=== How to complete this task ===
Write out each line from the data below that includes the word "OrFramePrelude".

(Stored data)

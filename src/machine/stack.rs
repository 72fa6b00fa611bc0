use crate::machine::machine_errors::*;
use crate::types::*;

use std::ops::{Index, IndexMut};

/// Registers saved by `allocate`: the continuation and the environment chain.
#[derive(Debug, Clone, Copy, PartialEq, Eq)]
pub struct AndFramePrelude {
    pub num_cells: usize,
    pub e: usize,
    pub cp: Option<CodePtr>,
    pub bci: u64,
}

/// Registers saved by choice-point creation. `alt` is the next alternative
/// to try on backtracking (`None` for a defeasible frame), `b` the previous
/// choice point, and `h`/`tr`/`cs` the region snapshots taken at creation.
#[derive(Debug, Clone, Copy, PartialEq, Eq)]
pub struct OrFramePrelude {
    pub num_cells: usize,
    pub alt: Option<CodePtr>,
    pub cp: Option<CodePtr>,
    pub bci: u64,
    pub e: usize,
    pub b: usize,
    pub h: usize,
    pub tr: usize,
    pub cs: usize,
    pub stamp: usize,
}

#[derive(Debug, Clone, Copy)]
enum StackSlot {
    // slot 0, so that frame index 0 can mean "no frame"
    Base,
    Cell(Word),
    AndPrelude(AndFramePrelude),
    OrPrelude(OrFramePrelude),
}

/// The local stack. Environments and choice points share it; a frame is
/// identified by the index of its prelude slot, and the prelude variant
/// records which kind of frame lives there. Frame indices are comparable:
/// a larger index never belongs to an older live frame.
#[derive(Debug)]
pub struct Stack {
    slots: Vec<StackSlot>,
    limit: usize,
}

impl Stack {
    pub fn new(limit: usize) -> Self {
        Stack {
            slots: vec![StackSlot::Base],
            limit,
        }
    }

    /// The index just past the youngest live slot.
    #[inline]
    pub fn top(&self) -> usize {
        self.slots.len()
    }

    /// Pushes an environment frame with `num_cells` permanent variables,
    /// each initialized unbound, and returns its index.
    pub fn allocate_and_frame(
        &mut self,
        num_cells: usize,
        prelude: AndFramePrelude,
    ) -> MachineResult<usize> {
        let e = self.slots.len();

        if e + 1 + num_cells > self.limit {
            return Err(ResourceError::LocalOverflow);
        }

        self.slots.push(StackSlot::AndPrelude(prelude));

        for idx in 0..num_cells {
            let s = e + 1 + idx;
            self.slots.push(StackSlot::Cell(Word::unbound(Addr::Stack(s))));
        }

        Ok(e)
    }

    /// Pushes a choice-point frame saving the words in `args`, and returns
    /// its index.
    pub fn allocate_or_frame(
        &mut self,
        prelude: OrFramePrelude,
        args: &[Word],
    ) -> MachineResult<usize> {
        let b = self.slots.len();

        if b + 1 + args.len() > self.limit {
            return Err(ResourceError::LocalOverflow);
        }

        self.slots.push(StackSlot::OrPrelude(prelude));

        for &arg in args {
            self.slots.push(StackSlot::Cell(arg));
        }

        Ok(b)
    }

    #[inline]
    pub fn and_frame(&self, e: usize) -> &AndFramePrelude {
        match &self.slots[e] {
            StackSlot::AndPrelude(prelude) => prelude,
            _ => unreachable!("local stack slot {} is not an environment", e),
        }
    }

    #[inline]
    pub fn or_frame(&self, b: usize) -> &OrFramePrelude {
        match &self.slots[b] {
            StackSlot::OrPrelude(prelude) => prelude,
            _ => unreachable!("local stack slot {} is not a choice point", b),
        }
    }

    #[inline]
    pub fn or_frame_mut(&mut self, b: usize) -> &mut OrFramePrelude {
        match &mut self.slots[b] {
            StackSlot::OrPrelude(prelude) => prelude,
            _ => unreachable!("local stack slot {} is not a choice point", b),
        }
    }

    /// Discards every slot at or above `top`. The base sentinel survives.
    #[inline]
    pub fn truncate(&mut self, top: usize) {
        if top >= 1 && top < self.slots.len() {
            self.slots.truncate(top);
        }
    }
}

impl Index<usize> for Stack {
    type Output = Word;

    #[inline]
    fn index(&self, index: usize) -> &Word {
        match &self.slots[index] {
            StackSlot::Cell(word) => word,
            _ => unreachable!("local stack slot {} is not a cell", index),
        }
    }
}

impl IndexMut<usize> for Stack {
    #[inline]
    fn index_mut(&mut self, index: usize) -> &mut Word {
        match &mut self.slots[index] {
            StackSlot::Cell(word) => word,
            _ => unreachable!("local stack slot {} is not a cell", index),
        }
    }
}

#[cfg(test)]
mod tests {
    use super::*;

    fn and_prelude(e: usize, num_cells: usize) -> AndFramePrelude {
        AndFramePrelude {
            num_cells,
            e,
            cp: Some(CodePtr(100)),
            bci: 0,
        }
    }

    fn or_prelude(b: usize, num_cells: usize) -> OrFramePrelude {
        OrFramePrelude {
            num_cells,
            alt: Some(CodePtr(200)),
            cp: None,
            bci: 0,
            e: 0,
            b,
            h: 0,
            tr: 0,
            cs: 0,
            stamp: 1,
        }
    }

    #[test]
    fn environment_cells_start_unbound() {
        let mut stack = Stack::new(usize::MAX);

        let e = stack.allocate_and_frame(3, and_prelude(0, 3)).unwrap();

        assert_eq!(e, 1);
        assert_eq!(stack.and_frame(e).cp, Some(CodePtr(100)));

        for idx in 0..3 {
            let s = e + 1 + idx;
            assert_eq!(stack[s], Word::unbound(Addr::Stack(s)));
        }
    }

    #[test]
    fn frame_kind_is_recoverable_from_its_index() {
        let mut stack = Stack::new(usize::MAX);

        let e = stack.allocate_and_frame(1, and_prelude(0, 1)).unwrap();
        let args = [Word::Int(9)];
        let b = stack.allocate_or_frame(or_prelude(0, 1), &args).unwrap();

        assert!(b > e);
        assert_eq!(stack.and_frame(e).num_cells, 1);
        assert_eq!(stack.or_frame(b).num_cells, 1);
        assert_eq!(stack[b + 1], Word::Int(9));
    }

    #[test]
    fn truncate_discards_younger_frames_only() {
        let mut stack = Stack::new(usize::MAX);

        let b = stack.allocate_or_frame(or_prelude(0, 0), &[]).unwrap();
        let top = stack.top();
        stack.allocate_and_frame(2, and_prelude(0, 2)).unwrap();

        stack.truncate(top);

        assert_eq!(stack.top(), top);
        assert_eq!(stack.or_frame(b).stamp, 1);

        // never discards the base sentinel
        stack.truncate(0);
        assert_eq!(stack.top(), top);
    }

    #[test]
    fn limit_is_enforced() {
        let mut stack = Stack::new(4);

        stack.allocate_and_frame(2, and_prelude(0, 2)).unwrap();

        assert_eq!(
            stack.allocate_and_frame(2, and_prelude(0, 2)),
            Err(ResourceError::LocalOverflow)
        );
    }
}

=== Solution to the problem ===
pub struct OrFramePrelude {
    OrPrelude(OrFramePrelude),
        prelude: OrFramePrelude,
    pub fn or_frame(&self, b: usize) -> &OrFramePrelude {
    pub fn or_frame_mut(&mut self, b: usize) -> &mut OrFramePrelude {
    fn or_prelude(b: usize, num_cells: usize) -> OrFramePrelude {
        OrFramePrelude {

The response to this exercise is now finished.